● Exercise brief
What is the number of lines below that contain the word "PointerCapture"? Respond with that number alone.

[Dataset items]
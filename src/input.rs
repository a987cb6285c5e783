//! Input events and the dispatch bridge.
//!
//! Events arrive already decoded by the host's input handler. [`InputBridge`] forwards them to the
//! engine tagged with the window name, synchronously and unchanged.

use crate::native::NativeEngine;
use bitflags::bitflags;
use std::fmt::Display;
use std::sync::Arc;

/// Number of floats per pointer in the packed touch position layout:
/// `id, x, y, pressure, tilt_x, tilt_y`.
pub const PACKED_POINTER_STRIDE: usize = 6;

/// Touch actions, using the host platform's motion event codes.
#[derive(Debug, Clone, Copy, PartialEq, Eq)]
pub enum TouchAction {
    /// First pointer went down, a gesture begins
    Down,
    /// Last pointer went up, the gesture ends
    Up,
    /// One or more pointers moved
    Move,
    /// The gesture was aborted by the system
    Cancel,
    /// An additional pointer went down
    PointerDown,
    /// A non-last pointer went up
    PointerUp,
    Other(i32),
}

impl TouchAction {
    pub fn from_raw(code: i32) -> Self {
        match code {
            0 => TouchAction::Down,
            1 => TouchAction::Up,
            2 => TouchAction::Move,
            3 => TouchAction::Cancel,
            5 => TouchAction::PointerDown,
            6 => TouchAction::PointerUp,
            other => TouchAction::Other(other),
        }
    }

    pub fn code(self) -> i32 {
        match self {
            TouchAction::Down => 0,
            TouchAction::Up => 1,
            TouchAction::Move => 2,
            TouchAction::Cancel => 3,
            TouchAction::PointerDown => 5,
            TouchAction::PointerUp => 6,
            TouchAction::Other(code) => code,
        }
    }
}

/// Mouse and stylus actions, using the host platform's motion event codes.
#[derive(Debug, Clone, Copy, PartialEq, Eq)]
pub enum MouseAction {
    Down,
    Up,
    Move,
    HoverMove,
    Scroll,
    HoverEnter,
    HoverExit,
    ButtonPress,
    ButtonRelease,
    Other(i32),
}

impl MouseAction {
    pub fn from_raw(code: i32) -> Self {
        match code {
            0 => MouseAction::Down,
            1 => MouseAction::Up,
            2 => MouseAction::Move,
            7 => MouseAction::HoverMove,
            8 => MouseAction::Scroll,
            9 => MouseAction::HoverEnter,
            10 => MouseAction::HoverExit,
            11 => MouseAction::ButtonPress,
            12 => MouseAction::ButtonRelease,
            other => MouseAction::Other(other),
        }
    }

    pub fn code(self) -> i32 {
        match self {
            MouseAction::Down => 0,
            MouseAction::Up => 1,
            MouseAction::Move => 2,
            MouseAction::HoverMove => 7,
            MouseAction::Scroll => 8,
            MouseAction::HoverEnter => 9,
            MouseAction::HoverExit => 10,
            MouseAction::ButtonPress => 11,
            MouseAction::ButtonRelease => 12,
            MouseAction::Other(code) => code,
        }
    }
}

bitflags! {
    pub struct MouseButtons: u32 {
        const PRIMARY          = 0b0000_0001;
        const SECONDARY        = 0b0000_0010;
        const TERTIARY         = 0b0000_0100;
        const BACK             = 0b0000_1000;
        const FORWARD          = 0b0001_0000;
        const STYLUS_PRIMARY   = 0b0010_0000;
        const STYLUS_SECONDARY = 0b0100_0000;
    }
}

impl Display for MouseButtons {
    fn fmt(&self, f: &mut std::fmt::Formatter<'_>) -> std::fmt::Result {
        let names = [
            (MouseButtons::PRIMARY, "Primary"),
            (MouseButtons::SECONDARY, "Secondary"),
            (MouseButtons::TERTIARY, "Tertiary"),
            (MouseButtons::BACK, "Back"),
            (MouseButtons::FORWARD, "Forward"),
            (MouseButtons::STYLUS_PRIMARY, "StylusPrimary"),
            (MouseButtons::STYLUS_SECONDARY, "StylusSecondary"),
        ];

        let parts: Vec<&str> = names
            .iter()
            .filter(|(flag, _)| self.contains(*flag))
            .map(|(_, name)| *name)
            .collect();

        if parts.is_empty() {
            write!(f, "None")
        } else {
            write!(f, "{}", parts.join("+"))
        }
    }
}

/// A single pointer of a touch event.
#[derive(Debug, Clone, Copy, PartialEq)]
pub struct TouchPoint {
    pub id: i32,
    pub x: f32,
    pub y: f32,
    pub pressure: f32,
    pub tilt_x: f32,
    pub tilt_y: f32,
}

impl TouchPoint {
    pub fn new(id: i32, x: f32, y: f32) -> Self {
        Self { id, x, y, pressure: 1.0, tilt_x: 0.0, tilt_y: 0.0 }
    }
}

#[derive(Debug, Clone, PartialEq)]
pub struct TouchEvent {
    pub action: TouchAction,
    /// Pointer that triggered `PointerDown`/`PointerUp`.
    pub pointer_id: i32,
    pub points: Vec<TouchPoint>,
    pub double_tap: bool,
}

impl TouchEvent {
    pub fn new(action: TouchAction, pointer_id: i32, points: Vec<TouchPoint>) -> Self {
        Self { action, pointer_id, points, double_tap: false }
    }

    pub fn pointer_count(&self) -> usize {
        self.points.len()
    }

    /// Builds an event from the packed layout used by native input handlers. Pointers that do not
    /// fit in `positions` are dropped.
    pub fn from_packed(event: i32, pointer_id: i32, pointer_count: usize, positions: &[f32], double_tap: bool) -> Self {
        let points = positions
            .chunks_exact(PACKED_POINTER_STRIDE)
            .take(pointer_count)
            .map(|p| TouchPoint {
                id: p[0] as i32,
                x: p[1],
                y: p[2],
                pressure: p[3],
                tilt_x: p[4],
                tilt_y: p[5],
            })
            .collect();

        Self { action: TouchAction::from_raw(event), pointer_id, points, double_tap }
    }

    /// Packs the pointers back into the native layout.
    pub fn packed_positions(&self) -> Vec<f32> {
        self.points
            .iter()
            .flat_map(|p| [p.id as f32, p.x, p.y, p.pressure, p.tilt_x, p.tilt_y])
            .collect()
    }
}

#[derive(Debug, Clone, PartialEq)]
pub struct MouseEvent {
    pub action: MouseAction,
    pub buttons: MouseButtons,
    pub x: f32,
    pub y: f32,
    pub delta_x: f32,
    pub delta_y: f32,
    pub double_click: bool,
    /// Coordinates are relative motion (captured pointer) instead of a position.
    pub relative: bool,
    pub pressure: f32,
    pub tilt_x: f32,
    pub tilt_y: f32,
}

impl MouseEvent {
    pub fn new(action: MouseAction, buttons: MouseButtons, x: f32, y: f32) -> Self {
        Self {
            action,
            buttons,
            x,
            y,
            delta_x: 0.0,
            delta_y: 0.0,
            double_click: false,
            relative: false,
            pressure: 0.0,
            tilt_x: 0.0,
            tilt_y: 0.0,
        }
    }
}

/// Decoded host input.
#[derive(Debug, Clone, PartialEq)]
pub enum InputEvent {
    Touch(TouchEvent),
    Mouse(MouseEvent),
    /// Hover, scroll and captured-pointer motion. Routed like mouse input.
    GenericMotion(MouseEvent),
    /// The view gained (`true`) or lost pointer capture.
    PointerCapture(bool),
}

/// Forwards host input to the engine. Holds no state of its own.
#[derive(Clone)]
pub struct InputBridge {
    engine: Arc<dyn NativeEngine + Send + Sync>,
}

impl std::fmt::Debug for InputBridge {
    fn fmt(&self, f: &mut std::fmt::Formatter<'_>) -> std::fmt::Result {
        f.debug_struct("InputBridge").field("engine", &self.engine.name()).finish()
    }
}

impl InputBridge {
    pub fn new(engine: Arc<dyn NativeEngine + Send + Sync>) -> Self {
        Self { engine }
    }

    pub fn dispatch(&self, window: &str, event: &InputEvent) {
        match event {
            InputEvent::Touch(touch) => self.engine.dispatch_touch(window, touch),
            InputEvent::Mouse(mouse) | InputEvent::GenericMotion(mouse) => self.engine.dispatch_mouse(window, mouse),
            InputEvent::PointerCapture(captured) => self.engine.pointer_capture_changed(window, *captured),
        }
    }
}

● Task answer
2